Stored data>
- - -
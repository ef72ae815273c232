pub mod memory;
pub mod models;
pub mod repositories;
pub mod schema;
pub mod store;

pub mod mock;

pub use memory::InMemoryStore;
pub use store::PgScheduleStore;

use eyre::{Result, WrapErr};
use sqlx::postgres::PgPoolOptions;
use sqlx::{Pool, Postgres};

pub type DbPool = Pool<Postgres>;

pub async fn create_pool(database_url: &str, max_connections: u32) -> Result<DbPool> {
    let pool = PgPoolOptions::new()
        .max_connections(max_connections)
        .connect(database_url)
        .await
        .wrap_err("Failed to connect to the database")?;

    Ok(pool)
}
- - -
Look through the entries above and find each line where the word "PgPoolOptions" occurs; copy those lines.

use sqlx::postgres::PgPoolOptions;
    let pool = PgPoolOptions::new()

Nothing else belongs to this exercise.